__PROBLEM TO SOLVE__:
Copy each line from the data that has the word "size" in it.

══ DATASET EXCERPTS ══

/// Camera changes requested by the debug server, applied by the render loop
#[derive(Debug, Clone, Copy)]
enum Control {
    Set { lon: f64, lat: f64, zoom: f64 },
    Pan { dx: f64, dy: f64 },
    ZoomAt { delta: f64, x: f64, y: f64 },
    Click { x: f64, y: f64 },
    ClearSelection,
    Refetch,
}

/// Shared state between the debug server and the render loop
#[derive(Default)]
struct SharedDebugState {
    // Set by the debug handler, drained by the render loop
    pending_controls: Vec<Control>,

    // Updated by the render loop each frame
    camera: Option<CameraState>,
    meters_per_pixel: f64,
    size: (u32, u32),
    viewport: Option<Viewport>,
    selection: Option<SelectedFeature>,
    scheduler: SchedulerStats,
    pass_timings: PassTimings,
    profiling: bool,
    scene: DataSummary,
    loading: bool,
    picking: bool,
    loader: LoaderStats,

    // Screenshot (render loop captures, handler reads)
    screenshot_requested: bool,
    screenshot_data: Option<(u32, u32, Vec<u8>)>,
}

fn lock(state: &StdMutex<SharedDebugState>) -> MutexGuard<'_, SharedDebugState> {
    state.lock().unwrap_or_else(PoisonError::into_inner)
}

struct AppDebugHandler {
    state: Arc<StdMutex<SharedDebugState>>,
}

impl AppDebugHandler {
    fn queue(&self, control: Control) -> mosm_debug::DebugResponse {
        lock(&self.state).pending_controls.push(control);
        mosm_debug::DebugResponse::ok(mosm_debug::ResponseData::ParamsUpdated {
            description: format!("{:?} queued", control),
        })
    }
}

impl mosm_debug::DebugHandler for AppDebugHandler {
    fn handle_command(&mut self, cmd: mosm_debug::DebugCommand) -> mosm_debug::DebugResponse {
        use mosm_debug::*;

        match cmd {
            DebugCommand::Ping => DebugResponse::pong(),

            DebugCommand::CameraSet { lon, lat, zoom } => self.queue(Control::Set { lon, lat, zoom }),
            DebugCommand::CameraPan { dx, dy } => self.queue(Control::Pan { dx, dy }),
            DebugCommand::CameraZoomAt { delta, x, y } => self.queue(Control::ZoomAt { delta, x, y }),
            DebugCommand::Click { x, y } => self.queue(Control::Click { x, y }),
            DebugCommand::ClearSelection => self.queue(Control::ClearSelection),
            DebugCommand::Refetch => self.queue(Control::Refetch),

            DebugCommand::CameraGetState => {
                let s = lock(&self.state);
                match s.camera {
                    Some(camera) => DebugResponse::ok(ResponseData::CameraState {
                        center_lon: camera.center_lon,
                        center_lat: camera.center_lat,
                        zoom: camera.zoom,
                        meters_per_pixel: s.meters_per_pixel,
                        width: s.size.0,
                        height: s.size.1,
                    }),
                    None => DebugResponse::error("Engine not running yet"),
                }
            }

            DebugCommand::GetViewport => match lock(&self.state).viewport {
                Some(v) => DebugResponse::ok(ResponseData::Viewport {
                    min_lon: v.min_lon,
                    min_lat: v.min_lat,
                    max_lon: v.max_lon,
                    max_lat: v.max_lat,
                    zoom: v.zoom,
                }),
                None => DebugResponse::error("Engine not running yet"),
            },

            DebugCommand::GetSelection => {
                let selected = lock(&self.state).selection.map(|feature| FeatureInfo {
                    kind: match feature.kind {
                        FeatureKind::Node => "Node".into(),
                        FeatureKind::Way => "Way".into(),
                    },
                    id: feature.id,
                });
                DebugResponse::ok(ResponseData::Selection { selected })
            }

            DebugCommand::GetFpsStats => {
                let stats = lock(&self.state).scheduler;
                let window = |w: mosm::core::time::FpsWindow| FpsWindowInfo {
                    avg: w.avg,
                    min: w.min,
                    max: w.max,
                };
                DebugResponse::ok(ResponseData::FpsStats {
                    current_fps: stats.fps.current_fps,
                    frame_count: stats.fps.frame_count,
                    one_sec: window(stats.fps.one_sec),
                    five_sec: window(stats.fps.five_sec),
                    fifteen_sec: window(stats.fps.fifteen_sec),
                    render_time_ms: stats.render_time_ms,
                    rendered_frames: stats.rendered_frames,
                    over_budget_frames: stats.over_budget_frames,
                })
            }

            DebugCommand::GetPassTimings => {
                let s = lock(&self.state);
                let t = s.pass_timings;
                DebugResponse::ok(ResponseData::PassTimings {
                    enabled: s.profiling,
                    background_ms: t.background_ms,
                    polygons_ms: t.polygons_ms,
                    ways_ms: t.ways_ms,
                    nodes_ms: t.nodes_ms,
                    total_ms: t.total_ms,
                })
            }

            DebugCommand::GetSceneInfo => {
                let s = lock(&self.state);
                DebugResponse::ok(ResponseData::SceneInfo {
                    nodes: s.scene.nodes,
                    ways: s.scene.ways,
                    polygons: s.scene.polygons,
                    truncated: s.scene.truncated,
                    loading: s.loading,
                    picking: s.picking,
                    fetch: FetchInfo {
                        issued: s.loader.issued,
                        loaded: s.loader.loaded,
                        failed: s.loader.failed,
                        stale: s.loader.stale,
                        dropped: s.loader.dropped,
                    },
                })
            }

            DebugCommand::TakeScreenshot => {
                {
                    let mut s = lock(&self.state);
                    s.screenshot_requested = true;
                    s.screenshot_data = None;
                }

                // Poll for result (up to 2 seconds)
                for _ in 0..200 {
                    std::thread::sleep(Duration::from_millis(10));
                    let mut s = lock(&self.state);
                    if let Some((width, height, png)) = s.screenshot_data.take() {
                        s.screenshot_requested = false;
                        return DebugResponse::screenshot(width, height, &png);
                    }
                }

                DebugResponse::error("Screenshot timed out")
            }
        }
    }
}

type Engine = MapEngine<RasterCanvas, MemoryProvider>;

/// Apply queued debug controls and answer a pending screenshot request
fn process_debug_commands(engine: &mut Engine, state: &StdMutex<SharedDebugState>, now: Instant) {
    let (controls, screenshot) = {
        let mut s = lock(state);
        let wants_screenshot = s.screenshot_requested && s.screenshot_data.is_none();
        (std::mem::take(&mut s.pending_controls), wants_screenshot)
    };

    for control in controls {
        match control {
            Control::Set { lon, lat, zoom } => {
                engine.set_camera(lon, lat, zoom, now);
            }
            Control::Pan { dx, dy } => {
                engine.pan(dx, dy, now);
            }
            Control::ZoomAt { delta, x, y } => {
                engine.zoom_at(delta, x, y, now);
            }
            Control::Click { x, y } => {
                if !engine.click(x, y) {
                    log::info!("Debug click at ({}, {}) ignored, pick in flight", x, y);
                }
            }
            Control::ClearSelection => engine.clear_selection(),
            Control::Refetch => {
                engine.request_refresh();
            }
        }
    }

    if screenshot {
        let (width, height) = engine.canvas().image().dimensions();
        match engine.canvas().encode_png() {
            Ok(png) => lock(state).screenshot_data = Some((width, height, png)),
            Err(e) => log::error!("Screenshot failed: {}", e),
        }
    }
}

/// Copy the engine's read-only state for the debug handler
fn publish_debug_state(engine: &Engine, state: &StdMutex<SharedDebugState>) {
    let mut s = lock(state);
    let camera = engine.camera();
    s.camera = Some(camera.state());
    s.meters_per_pixel = camera.meters_per_pixel();
    s.size = (camera.size().x as u32, camera.size().y as u32);
    s.viewport = Some(engine.viewport());
    s.selection = engine.selection();
    s.scheduler = engine.scheduler_stats();
    s.pass_timings = engine.pass_timings();
    s.profiling = engine.profiling_enabled();
    s.loading = engine.is_loading();
    s.picking = engine.is_picking();
    s.loader = engine.loader_stats();
    let data = engine.data();
    s.scene = DataSummary {
        nodes: data.nodes.len(),
        ways: data.ways.len(),
        polygons: data.polygons.len(),
        truncated: data.header.truncated,
        bytes: data.ways.byte_len() + data.polygons.byte_len(),
    };
}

═══

__ANSWER BELOW__:
    size: (u32, u32),
                        width: s.size.0,
                        height: s.size.1,
    s.size = (camera.size().x as u32, camera.size().y as u32);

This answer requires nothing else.